Verdict: 3.5 / 5
Harlem native, Rakim Mayers aka ASAP Rocky, is a former drug peddler turned pro rapper. The New Yorker’s debut album, ‘Long Live ASAP’ is being lauded and Rocky’s star has risen considerably in the hip hop world. On the opening track, ‘Long Live ASAP’, his dry, weighty and slow paced delivery compliments the spooky production. The song has a credible chorus melody and guitar arpeggio that makes this a decent first song.
‘Goldie’ has a great keyboard lick that’s threaded into the grinding back beat. As is the case in hip hop, ASAP rambles about money, bitches and ni**as, what more could one wish for in a song? A slowed down, demonic toned vocal bobs in and out of the song, we can assume this is for the sake of cool; a solid track nonetheless. Of all the base songs on the album, the head bobbing, arm in the air pumping, ‘PMW’ takes the cake. In one of ASAP’s best takes he and Schoolboy Q declare, female genitals, money and weed “is all a ni**er need”. The demon voiced rapper angle is over exploited once you reach ‘LVL’. While Santigold’s reggae styled singing on the chorus of ‘Hell’ sticks in your head in an otherwise drab song.

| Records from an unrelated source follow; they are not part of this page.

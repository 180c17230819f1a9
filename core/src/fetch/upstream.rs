//! Upstream spawn-data source
//!
//! Queries the remote GraphQL endpoint for one mode's map list and decodes
//! the nested maps/bosses/locations shape into the snapshot model. The
//! endpoint is a black box: it either yields the full shape or the query
//! fails as one of the [`FetchError`] arms.

use std::time::Duration;

use async_trait::async_trait;
use bosswatch_types::{BossEncounter, BossInfo, GameMode, MapEntry, SpawnLocation};
use serde::Deserialize;
use tracing::debug;

use super::error::FetchError;

const REQUEST_TIMEOUT: Duration = Duration::from_secs(30);

/// Query interface over the remote spawn-data source.
#[async_trait]
pub trait SpawnSource: Send + Sync {
    async fn fetch(&self, mode: GameMode) -> Result<Vec<MapEntry>, FetchError>;
}

/// Production source backed by the public GraphQL API.
pub struct GraphqlSpawnSource {
    client: reqwest::Client,
    endpoint: String,
}

impl GraphqlSpawnSource {
    pub fn new(endpoint: impl Into<String>) -> Self {
        Self {
            client: reqwest::Client::new(),
            endpoint: endpoint.into(),
        }
    }

    fn query_for(mode: GameMode) -> String {
        format!(
            "{{ maps(gameMode: {}) {{ name bosses {{ boss {{ name health imagePortraitLink }} \
             spawnChance spawnLocations {{ name chance }} escorts {{ boss {{ name }} }} }} }} }}",
            mode.wire_name()
        )
    }
}

#[async_trait]
impl SpawnSource for GraphqlSpawnSource {
    async fn fetch(&self, mode: GameMode) -> Result<Vec<MapEntry>, FetchError> {
        debug!(mode = mode.wire_name(), "querying spawn data source");

        let response = self
            .client
            .post(&self.endpoint)
            .timeout(REQUEST_TIMEOUT)
            .json(&serde_json::json!({ "query": Self::query_for(mode) }))
            .send()
            .await?;

        let status = response.status();
        if !status.is_success() {
            return Err(FetchError::Status {
                status: status.as_u16(),
            });
        }

        let body: GraphqlResponse = response.json().await?;
        if let Some(error) = body.errors.into_iter().next() {
            return Err(FetchError::Upstream {
                message: error.message,
            });
        }

        let maps = body
            .data
            .and_then(|data| data.maps)
            .ok_or_else(|| FetchError::MissingFields {
                detail: "data.maps".to_string(),
            })?;
        decode_maps(maps)
    }
}

// ─────────────────────────────────────────────────────────────────────────────
// Wire shape
// ─────────────────────────────────────────────────────────────────────────────

#[derive(Debug, Deserialize)]
struct GraphqlResponse {
    data: Option<ResponseData>,
    #[serde(default)]
    errors: Vec<GraphqlError>,
}

#[derive(Debug, Deserialize)]
struct GraphqlError {
    message: String,
}

#[derive(Debug, Deserialize)]
struct ResponseData {
    maps: Option<Vec<RawMap>>,
}

#[derive(Debug, Deserialize)]
struct RawMap {
    name: Option<String>,
    bosses: Option<Vec<RawEncounter>>,
}

#[derive(Debug, Deserialize)]
#[serde(rename_all = "camelCase")]
struct RawEncounter {
    boss: Option<RawBoss>,
    spawn_chance: Option<f64>,
    #[serde(default)]
    spawn_locations: Vec<RawLocation>,
    #[serde(default)]
    escorts: Vec<RawEscort>,
}

#[derive(Debug, Deserialize)]
#[serde(rename_all = "camelCase")]
struct RawBoss {
    name: Option<String>,
    health: Option<u32>,
    image_portrait_link: Option<String>,
}

#[derive(Debug, Deserialize)]
struct RawLocation {
    name: Option<String>,
    chance: Option<f64>,
}

#[derive(Debug, Deserialize)]
struct RawEscort {
    boss: Option<RawBoss>,
}

/// A map without a name or boss list, or an encounter without a boss name or
/// spawn chance, fails the whole response. Location rows degrade to the
/// Unknown placeholder instead; the feed routinely leaves them sparse.
fn decode_maps(raw: Vec<RawMap>) -> Result<Vec<MapEntry>, FetchError> {
    let missing = |detail: &str| FetchError::MissingFields {
        detail: detail.to_string(),
    };

    let mut maps = Vec::with_capacity(raw.len());
    for raw_map in raw {
        let name = raw_map.name.ok_or_else(|| missing("map.name"))?;
        let bosses = raw_map
            .bosses
            .ok_or_else(|| missing("map.bosses"))?
            .into_iter()
            .map(decode_encounter)
            .collect::<Result<Vec<_>, _>>()?;
        maps.push(MapEntry { name, bosses });
    }
    Ok(maps)
}

fn decode_encounter(raw: RawEncounter) -> Result<BossEncounter, FetchError> {
    let missing = |detail: &str| FetchError::MissingFields {
        detail: detail.to_string(),
    };

    let boss = raw.boss.ok_or_else(|| missing("bosses.boss"))?;
    let name = boss.name.ok_or_else(|| missing("boss.name"))?;
    let spawn_chance = raw.spawn_chance.ok_or_else(|| missing("bosses.spawnChance"))?;

    let spawn_locations = raw
        .spawn_locations
        .into_iter()
        .map(|location| SpawnLocation {
            name: location
                .name
                .unwrap_or_else(|| SpawnLocation::UNKNOWN_NAME.to_string()),
            chance: location.chance.unwrap_or(0.0),
        })
        .collect();

    let escorts = raw
        .escorts
        .into_iter()
        .filter_map(|escort| escort.boss.and_then(|boss| boss.name))
        .collect();

    Ok(BossEncounter {
        boss: BossInfo {
            name,
            health: boss.health,
            portrait: boss.image_portrait_link,
            escorts,
        },
        spawn_chance,
        spawn_locations,
    })
}

#[cfg(test)]
mod tests {
    use super::*;

    fn decode(value: serde_json::Value) -> Result<Vec<MapEntry>, FetchError> {
        let raw: Vec<RawMap> = serde_json::from_value(value).unwrap();
        decode_maps(raw)
    }

    #[test]
    fn decodes_full_nested_shape() {
        let maps = decode(serde_json::json!([{
            "name": "Customs",
            "bosses": [{
                "boss": {
                    "name": "Reshala",
                    "health": 882,
                    "imagePortraitLink": "https://example.test/reshala.webp"
                },
                "spawnChance": 0.35,
                "spawnLocations": [
                    { "name": "Dorms", "chance": 0.5 },
                    { "name": null, "chance": null }
                ],
                "escorts": [
                    { "boss": { "name": "Guard" } },
                    { "boss": null }
                ]
            }]
        }]))
        .unwrap();

        assert_eq!(maps.len(), 1);
        let encounter = &maps[0].bosses[0];
        assert_eq!(encounter.boss.name, "Reshala");
        assert_eq!(encounter.boss.health, Some(882));
        assert_eq!(encounter.boss.escorts, vec!["Guard".to_string()]);
        assert_eq!(encounter.spawn_chance, 0.35);
        // Sparse location row degraded to the placeholder
        assert_eq!(encounter.spawn_locations[1].name, "Unknown");
        assert_eq!(encounter.spawn_locations[1].chance, 0.0);
    }

    #[test]
    fn missing_boss_name_fails_the_response() {
        let result = decode(serde_json::json!([{
            "name": "Customs",
            "bosses": [{ "boss": {}, "spawnChance": 0.35 }]
        }]));
        assert!(matches!(result, Err(FetchError::MissingFields { .. })));
    }

    #[test]
    fn missing_spawn_chance_fails_the_response() {
        let result = decode(serde_json::json!([{
            "name": "Customs",
            "bosses": [{ "boss": { "name": "Reshala" } }]
        }]));
        assert!(matches!(result, Err(FetchError::MissingFields { .. })));
    }

    #[test]
    fn missing_map_fields_fail_the_response() {
        assert!(matches!(
            decode(serde_json::json!([{ "bosses": [] }])),
            Err(FetchError::MissingFields { .. })
        ));
        assert!(matches!(
            decode(serde_json::json!([{ "name": "Customs" }])),
            Err(FetchError::MissingFields { .. })
        ));
    }

    #[test]
    fn empty_map_list_is_valid() {
        assert!(decode(serde_json::json!([])).unwrap().is_empty());
    }
}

Over used keyboards and that demonic voice on ‘Pain’ stifle the album. ‘F**kin Problems’ opens up your ears again. The obscene refrains about bitches are infectious and Kendrick Lamar’s unique tone and delivery make for sweet rhymes. Skrillex does an impressive job on ‘Wild for the Night’. His laser beats create a hard edged vibe that stands out from the rest of the album. ‘1Train’ is soaked in Wu-Tang Clan, it’s epic and solemn. Lamar does his magic once more. With the low piano notes and old school scratching this is one of the best songs on the record. ‘Fashion Killa’ is all pop but in a good way. The keyboard arrangements and programmed beats are fine enough to be on anyone’s album but the warm feel of the song is wasted on silly lyrics that reference fashion and trendy ni**as. ‘Phoenix’ is poignant and cements ASAP’s status as one of hip hops hot new acts. The track is serious and has a new age gospel sound. It’s sparse as well and ASAP’s vocal takes precedence with a howling backing vocal and liquid keyboards dripping in the backdrop. ASAP raps about the illuminate craze, references Kurt Cobain and declares he will never judge another ni**er.
‘Long Live ASAP’ is an impressive debut but the contentious nature of hip hop subject matter is a factor that cannot be ignored and does mar the work of many talented rappers.